The economic uncertainties that dampened transactions, partnerships and new business relationships across the Canadian sector are becoming second nature. Despite deal value dropping by 60% and the total number of deals declining from 202 in 2010 to just 138 in 2011, companies are positioning themselves to get back in the game.
Now, with continued robust oil and liquids prices, stronger balance sheets and improved access to credit, 2012 could well prove to be one of the most dynamic and transformational years for companies throughout Canada’s energy sector.
Players are adopting a longer-term vision and seeking out transactions that are strategically congruent, offering value on both sides of the table and leveraging each company’s strengths. But even the best laid plans can fall flat without proactive management and oversight of all phases of the transaction process. According to EY’s new report, Making the most of transaction opportunities in Canada’s oil and gas sector: a practical guide to doing deals, getting a transaction right starts by focusing on the following key areas:
- Develop a proactive identification process that efficiently and effectively evaluates whether a transaction opportunity is pursued or discarded.
- Manage strategic supplier and customer relationships by ensuring an effective transition, retention and leverage model is in place.
- Create a plan to identify and recruit or retain key personnel to maintain technical competency, commercial relationships and business continuity in order to meet the business objectives and maximize value in any given transaction.
- Align corporate culture between both parties by bridging the knowledge gap and clearly communicating desired strategic objectives.
- Establish controls to mitigate interim operating risks throughout the transaction process by implementing structures and processes that leverage the contributions of both companies and support revenue enhancement and cost control.
- Leverage margins through targeted cost reductions, implementing shared services and increasing return on investment through rationalization of core versus non-core businesses, contracts and potential outsourcing opportunities.
- Track finances and operations on an interim basis while designing, implementing and migrating to a long-term reporting system.
- Put in place a well-thought-out transitional services agreement that includes addressing key management retention issues.
While high oil and liquid prices are setting the stage for an exciting year of transactions in Canada, opportunities will vary depending on a company’s asset base and economic reality. That’s why evaluating your company’s capital agenda and related strengths and weaknesses before pursuing a transaction is imperative. It will almost exclusively determine whether you’ll become a buyer, seller or strategic partner, or whether you should retrench, be prudent and stay the course.
Canadian companies with an asset base focused on oil or wet gas plays are more likely to see transaction opportunities come their way. The current environment also bodes well for services and infrastructure companies that support Canada’s oil and gas sector. We’re already seeing the effects of this in the market, with US engineering company URS Corp.’s purchase of Canadian oilfield services company Flint Energy Services, and Pembina Pipeline Corp.’s acquisition of Provident Energy Ltd. Interest in Canada’s oil and gas sector has always been strong, but with the current transaction environment companies can expect an influx of interest from large US companies, foreign buyers and private equity investors who view Canada’s energy sector as a viable business opportunity.

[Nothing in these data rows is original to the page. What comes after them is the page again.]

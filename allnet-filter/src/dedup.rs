//! Two-table rotating-hash packet dedup (spec §3/§4.3), grounded on
//! `original_source/record.c`. Two 1024-slot tables are indexed by
//! different byte-permutations of the same 32-bit hash; a lookup hits if
//! either table's slot holds a matching hash, but every insert always
//! overwrites both slots regardless of whether they already held a
//! different hash. That overwrite-on-collision is deliberate: under
//! memory pressure a packet survives in whichever table a later
//! collision happens not to evict it from (spec §9's documented
//! trade-off, Scenario A).

const ENTRIES_PER_TABLE: usize = 1024;

#[derive(Clone, Copy)]
struct Entry {
    hash: u32,
    last_seen: u64,
    connection: i32,
}

impl Entry {
    const EMPTY: Entry = Entry {
        hash: 0,
        last_seen: 0,
        connection: -1,
    };
}

pub struct DedupTable {
    table1: [Entry; ENTRIES_PER_TABLE],
    table2: [Entry; ENTRIES_PER_TABLE],
}

impl Default for DedupTable {
    fn default() -> Self {
        Self::new()
    }
}

impl DedupTable {
    pub fn new() -> Self {
        Self {
            table1: [Entry::EMPTY; ENTRIES_PER_TABLE],
            table2: [Entry::EMPTY; ENTRIES_PER_TABLE],
        }
    }

    /// `my_hash_fn` in `record.c`: XOR-and-rotate over the packet's 32-bit
    /// words, folded with any trailing partial word and the bit length,
    /// then forced non-negative. Reimplemented here over bytes rather
    /// than `int*` aliasing, since that aliasing is undefined behavior in
    /// Rust (and arguably already was in the original C).
    fn hash(data: &[u8]) -> u32 {
        let bits = (data.len() as u32) * 8;
        let whole_words = data.len() / 4;

        let mut result: u32 = 0;
        let tail = &data[whole_words * 4..];
        for (i, &b) in tail.iter().enumerate() {
            result |= (b as u32) << (8 * i);
        }
        result = result.wrapping_add(bits);

        for i in 0..whole_words {
            let word = u32::from_le_bytes(data[i * 4..i * 4 + 4].try_into().unwrap());
            result = result.rotate_left(1);
            result ^= word;
        }
        result & 0x7fff_ffff
    }

    fn indices(hash: u32) -> (usize, usize) {
        let left_hash = ((hash >> 16) & 0xff00) | ((hash >> 8) & 0xff);
        let right_hash = ((hash >> 8) & 0xff00) | (hash & 0xff);
        (
            (left_hash as usize) % ENTRIES_PER_TABLE,
            (right_hash as usize) % ENTRIES_PER_TABLE,
        )
    }

    fn get_hash_time(entry: &Entry, hash: u32, now: u64) -> u64 {
        if entry.hash != hash || entry.last_seen == 0 {
            return 0;
        }
        let delta = now.saturating_sub(entry.last_seen);
        if delta == 0 {
            1
        } else {
            delta
        }
    }

    /// Returns 0 if `data` is new, or the number of time units (at least
    /// 1) since it was last recorded on either table. Always inserts
    /// `data` into both tables afterward, tagged with `connection`.
    pub fn record_packet_time(&mut self, data: &[u8], connection: i32, now: u64) -> u64 {
        let hash = Self::hash(data);
        let (left_index, right_index) = Self::indices(hash);

        let left_time = Self::get_hash_time(&self.table1[left_index], hash, now);
        let right_time = Self::get_hash_time(&self.table2[right_index], hash, now);

        self.table1[left_index] = Entry {
            hash,
            last_seen: now,
            connection,
        };
        self.table2[right_index] = Entry {
            hash,
            last_seen: now,
            connection,
        };

        if left_time == 0 {
            right_time
        } else if right_time == 0 {
            left_time
        } else {
            left_time.min(right_time)
        }
    }

    #[cfg(test)]
    fn slot_still_holds(&self, data: &[u8]) -> (bool, bool) {
        let hash = Self::hash(data);
        let (left_index, right_index) = Self::indices(hash);
        (
            self.table1[left_index].hash == hash && self.table1[left_index].last_seen != 0,
            self.table2[right_index].hash == hash && self.table2[right_index].last_seen != 0,
        )
    }

    /// Zeros every slot (in both tables) tagged with `connection`.
    pub fn record_packet_clear(&mut self, connection: i32) {
        for entry in self.table1.iter_mut() {
            if entry.connection == connection {
                *entry = Entry::EMPTY;
            }
        }
        for entry in self.table2.iter_mut() {
            if entry.connection == connection {
                *entry = Entry::EMPTY;
            }
        }
    }
}

#[cfg(test)]
mod tests {
    use super::*;

    #[test]
    fn first_sighting_is_unseen_second_is_seen() {
        let mut table = DedupTable::new();
        let packet: Vec<u8> = (0u16..=0xff).map(|b| b as u8).collect();

        assert_eq!(table.record_packet_time(&packet, 0, 100), 0);
        assert!(table.record_packet_time(&packet, 0, 101) >= 1);
    }

    #[test]
    fn table_capacity_eventually_evicts_old_entries() {
        let mut table = DedupTable::new();
        let target: Vec<u8> = vec![0xaa; 64];
        assert_eq!(table.record_packet_time(&target, 0, 0), 0);

        for i in 0..2049u32 {
            let packet = i.to_be_bytes().to_vec();
            table.record_packet_time(&packet, 0, 1);
        }

        // 2,049 distinct insertions into two 1024-slot tables must have
        // overwritten at least one of target's two original slots.
        let (left_survives, right_survives) = table.slot_still_holds(&target);
        assert!(!left_survives || !right_survives);
    }

    #[test]
    fn record_packet_clear_zeros_matching_connection_only() {
        let mut table = DedupTable::new();
        let a = b"packet a".to_vec();
        let b = b"packet b".to_vec();
        table.record_packet_time(&a, 1, 10);
        table.record_packet_time(&b, 2, 10);

        table.record_packet_clear(1);

        assert_eq!(table.record_packet_time(&a, 1, 11), 0);
        assert!(table.record_packet_time(&b, 2, 11) >= 1);
    }
}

Those looking to sell can get the most out of their transaction by uncovering undiscovered value, preparing management to respond to issues and challenges that the buyer may realize, and discovering the divestiture’s impact on the retained business. Having a strong project management structure in place ensures everyone understands the transaction process and can contribute effectively.

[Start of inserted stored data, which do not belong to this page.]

//! Bounded priority transmit queue (spec §3/§4.8): a FIFO of
//! `(message_bytes, priority, backoff_exponent)` entries, bounded at
//! [`QUEUE_MAX_BYTES`](crate::constants::QUEUE_MAX_BYTES) total bytes.
//! An entry's eligibility in cycle `c` is `c mod 2^backoff_exponent == 0`;
//! on a successful transmission the exponent increments (or the entry is
//! dropped if `DO_NOT_CACHE` is set), and any entry that reaches
//! `backoff_exponent == 8` is dropped outright.

use sha2::{Digest, Sha512};

use allnet_proto::Priority;

use crate::constants::{MAX_BACKOFF_EXPONENT, QUEUE_MAX_BYTES};
use crate::error::AbcError;

/// SHA-512, truncated to 16 bytes, of a message-ack/nonce value (spec
/// §3's message ID derivation). Used both for the logical message id and
/// the per-transmission packet id: whichever 16-byte value a queue entry
/// was built with, hashing it this way is what an inbound ack packet's
/// carried value must reproduce for that entry to be evicted.
pub fn id_hash(preimage: &[u8; 16]) -> [u8; 16] {
    let digest = Sha512::digest(preimage);
    let mut out = [0u8; 16];
    out.copy_from_slice(&digest[..16]);
    out
}

#[derive(Debug, Clone)]
pub struct QueueEntry {
    pub bytes: Vec<u8>,
    pub priority: Priority,
    pub backoff_exponent: u8,
    pub do_not_cache: bool,
    /// Preimage of this entry's logical message id (spec §3): hashing it
    /// with [`id_hash`] reproduces the message id an ack packet targets.
    pub message_ack: [u8; 16],
    /// Preimage of this entry's per-transmission packet id, distinguishing
    /// individual retransmissions of the same logical message.
    pub packet_id: [u8; 16],
}

impl QueueEntry {
    pub fn message_id(&self) -> [u8; 16] {
        id_hash(&self.message_ack)
    }

    pub fn packet_id_hash(&self) -> [u8; 16] {
        id_hash(&self.packet_id)
    }
}

#[derive(Debug, Default)]
pub struct TransmitQueue {
    entries: Vec<QueueEntry>,
    total_bytes: usize,
}

impl TransmitQueue {
    pub fn new() -> Self {
        Self::default()
    }

    pub fn len(&self) -> usize {
        self.entries.len()
    }

    pub fn is_empty(&self) -> bool {
        self.entries.is_empty()
    }

    pub fn entries(&self) -> &[QueueEntry] {
        &self.entries
    }

    /// Highest priority currently queued, or `None` if empty. Used by the
    /// beacon FSM's high/low mode computation (spec §4.8).
    pub fn max_priority(&self) -> Option<Priority> {
        self.entries.iter().map(|e| e.priority).max()
    }

    /// `queue_add`: enqueues a new entry, failing with
    /// [`AbcError::QueueFull`] if it would push the queue's total byte
    /// count past [`QUEUE_MAX_BYTES`].
    pub fn add(
        &mut self,
        bytes: Vec<u8>,
        priority: Priority,
        do_not_cache: bool,
        message_ack: [u8; 16],
        packet_id: [u8; 16],
    ) -> Result<(), AbcError> {
        if self.total_bytes + bytes.len() > QUEUE_MAX_BYTES {
            return Err(AbcError::QueueFull);
        }
        self.total_bytes += bytes.len();
        self.entries.push(QueueEntry {
            bytes,
            priority,
            backoff_exponent: 0,
            do_not_cache,
            message_ack,
            packet_id,
        });
        Ok(())
    }

    /// `queue_iter_{start,next}`: indices of entries eligible for
    /// transmission in cycle `c`, i.e. `c mod 2^backoff_exponent == 0`.
    pub fn eligible(&self, cycle: u64) -> Vec<usize> {
        self.entries
            .iter()
            .enumerate()
            .filter(|(_, e)| cycle % (1u64 << e.backoff_exponent) == 0)
            .map(|(i, _)| i)
            .collect()
    }

    /// `queue_iter_inc_backoff` plus the post-transmission removal rule:
    /// if `DO_NOT_CACHE` was set, the entry is removed after its one
    /// transmission; otherwise its backoff exponent increments, and the
    /// entry is dropped once that reaches [`MAX_BACKOFF_EXPONENT`].
    pub fn on_transmitted(&mut self, index: usize) -> Result<(), AbcError> {
        let entry = self.entries.get_mut(index).ok_or(AbcError::UnknownEntry)?;
        if entry.do_not_cache {
            self.remove_at(index);
            return Ok(());
        }
        entry.backoff_exponent += 1;
        if entry.backoff_exponent >= MAX_BACKOFF_EXPONENT {
            self.remove_at(index);
        }
        Ok(())
    }

    /// `queue_iter_remove`.
    pub fn remove_at(&mut self, index: usize) {
        if index < self.entries.len() {
            let removed = self.entries.remove(index);
            self.total_bytes -= removed.bytes.len();
        }
    }

    /// Removes every entry whose message id or packet id matches one of
    /// the inbound ack packet's carried values (spec §4.8: "remove every
    /// queue entry whose SHA-512(stored_message_ack) matches either the
    /// entry's message_id or packet_id").
    pub fn evict_acked(&mut self, acked: &[[u8; 16]]) {
        let hashed: Vec<[u8; 16]> = acked.iter().map(id_hash).collect();
        let total_bytes = &mut self.total_bytes;
        self.entries.retain(|e| {
            let acked_match = hashed
                .iter()
                .any(|h| *h == e.message_id() || *h == e.packet_id_hash());
            if acked_match {
                *total_bytes -= e.bytes.len();
            }
            !acked_match
        });
    }
}

#[cfg(test)]
mod tests {
    use super::*;
    use allnet_proto::priority::DEFAULT;

    fn entry_with_ack(ack: [u8; 16]) -> ([u8; 16], [u8; 16]) {
        (ack, [0xaa; 16])
    }

    #[test]
    fn add_and_evict_by_message_ack() {
        let mut q = TransmitQueue::new();
        let (ack, pid) = entry_with_ack([1u8; 16]);
        q.add(vec![1, 2, 3], DEFAULT, false, ack, pid).unwrap();
        assert_eq!(q.len(), 1);

        q.evict_acked(&[ack]);
        assert!(q.is_empty());
    }

    #[test]
    fn evict_matches_packet_id_too() {
        let mut q = TransmitQueue::new();
        let (ack, pid) = entry_with_ack([2u8; 16]);
        q.add(vec![9], DEFAULT, false, ack, pid).unwrap();

        q.evict_acked(&[pid]);
        assert!(q.is_empty());
    }

    #[test]
    fn backoff_eligibility_follows_power_of_two_schedule() {
        let mut q = TransmitQueue::new();
        let (ack, pid) = entry_with_ack([3u8; 16]);
        q.add(vec![1], DEFAULT, false, ack, pid).unwrap();

        // backoff_exponent starts at 0: eligible every cycle.
        assert_eq!(q.eligible(0), vec![0]);
        assert_eq!(q.eligible(1), vec![0]);

        q.on_transmitted(0).unwrap(); // now exponent 1: eligible every 2 cycles
        assert_eq!(q.eligible(0), vec![0]);
        assert!(q.eligible(1).is_empty());
        assert_eq!(q.eligible(2), vec![0]);
    }

    #[test]
    fn entry_is_dropped_once_backoff_reaches_max() {
        let mut q = TransmitQueue::new();
        let (ack, pid) = entry_with_ack([4u8; 16]);
        q.add(vec![1], DEFAULT, false, ack, pid).unwrap();

        for _ in 0..8 {
            q.on_transmitted(0).unwrap();
        }
        assert!(q.is_empty());
    }

    #[test]
    fn do_not_cache_entry_is_removed_after_one_transmission() {
        let mut q = TransmitQueue::new();
        let (ack, pid) = entry_with_ack([5u8; 16]);
        q.add(vec![1], DEFAULT, true, ack, pid).unwrap();

        q.on_transmitted(0).unwrap();
        assert!(q.is_empty());
    }

    #[test]
    fn queue_rejects_additions_past_the_byte_bound() {
        let mut q = TransmitQueue::new();
        let big = vec![0u8; crate::constants::QUEUE_MAX_BYTES];
        let (ack, pid) = entry_with_ack([6u8; 16]);
        q.add(big, DEFAULT, false, ack, pid).unwrap();

        let (ack2, pid2) = entry_with_ack([7u8; 16]);
        let result = q.add(vec![1], DEFAULT, false, ack2, pid2);
        assert!(matches!(result, Err(AbcError::QueueFull)));
    }
}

If your company’s capital agenda supports buying this year, you can reduce risks and optimize opportunities by reviewing planning, budgeting and forecasting processes to better model uncertainty, alternative scenarios and capital adequacy.

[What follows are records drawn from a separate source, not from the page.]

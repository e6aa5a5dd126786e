//! The xchat reliability layer (spec §4.10): sequence-numbered chat
//! messages layered over the unreliable overlay, with gap detection
//! ([`missing`]), retransmit-request construction ([`pull`]), and
//! resend scheduling with history-based dedup ([`push`],
//! [`resend_history`]).

pub mod error;
pub mod missing;
pub mod pull;
pub mod push;
pub mod resend_history;

pub use error::XchatError;
pub use missing::{get_missing, get_prev};
pub use pull::build_retransmit_request;
pub use push::{resend_priorities, sequence_numbers_to_resend, MAX_RESEND_PER_REQUEST};
pub use resend_history::{ResendHistory, RESEND_WINDOW_SECS, RING_SIZE};
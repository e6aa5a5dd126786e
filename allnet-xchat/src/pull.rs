//! Building the retransmit request a receiver sends to ask for what it's
//! missing (spec §4.10).

use std::collections::BTreeSet;

use allnet_proto::RetransmitRequest;

use crate::missing::get_missing;

/// Builds a [`RetransmitRequest`] describing everything missing below
/// `highest_seen`, or `None` if `highest_seen` is `0` (nothing has been
/// received yet, so there is nothing to request) or nothing is missing.
pub fn build_retransmit_request(
    seen: &BTreeSet<u64>,
    highest_seen: u64,
) -> Option<RetransmitRequest> {
    if highest_seen == 0 {
        return None;
    }
    let (singles, ranges) = get_missing(seen, highest_seen);
    if singles.is_empty() && ranges.is_empty() {
        return None;
    }
    Some(RetransmitRequest {
        singles,
        ranges,
        last_received: highest_seen,
    })
}

#[cfg(test)]
mod tests {
    use super::*;

    #[test]
    fn nothing_received_yet_produces_no_request() {
        let seen = BTreeSet::new();
        assert!(build_retransmit_request(&seen, 0).is_none());
    }

    #[test]
    fn no_gaps_produces_no_request() {
        let seen: BTreeSet<u64> = [1, 2, 3].into_iter().collect();
        assert!(build_retransmit_request(&seen, 3).is_none());
    }

    #[test]
    fn gaps_produce_a_populated_request() {
        let seen: BTreeSet<u64> = [1, 2, 3, 5, 7, 8].into_iter().collect();
        let req = build_retransmit_request(&seen, 8).unwrap();
        assert_eq!(req.last_received, 8);
        assert_eq!(req.singles, vec![4, 6]);
        assert!(req.ranges.is_empty());
    }
}
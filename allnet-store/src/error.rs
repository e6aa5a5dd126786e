use thiserror::Error;

#[derive(Debug, Error)]
pub enum StoreError {
    #[error("I/O failure accessing the store: {0}")]
    Io(#[from] std::io::Error),
    #[error("malformed key file")]
    MalformedKey,
    #[error("malformed address file")]
    MalformedAddress,
    #[error("malformed AHRA: {0}")]
    MalformedAhra(String),
    #[error("a contact named {0:?} already has a public key")]
    ContactAlreadyHasKey(String),
}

For many companies not suited to buy or sell, strategic alliances and joint ventures with either domestic or foreign investors can deliver real value and growth rewards to all stakeholders. Mitsubishi and Encana’s partnership agreement for the development of Cutbank Ridge in BC is just the beginning of a series of alliances we expect to see in 2012. Whether by sharing non-strategic services or partnering to access resources, leverage technology or optimize the supply chain, strategic alliances can support accelerated growth.
Whatever your growth agenda dictates this year, one thing is certain: understanding your company’s relative place on the capital agenda will be critical to ensuring your transaction stands the test of time.
Kevan Holroyd is an Associate Partner in EY’s oil and gas transactions practice. He is based in Calgary.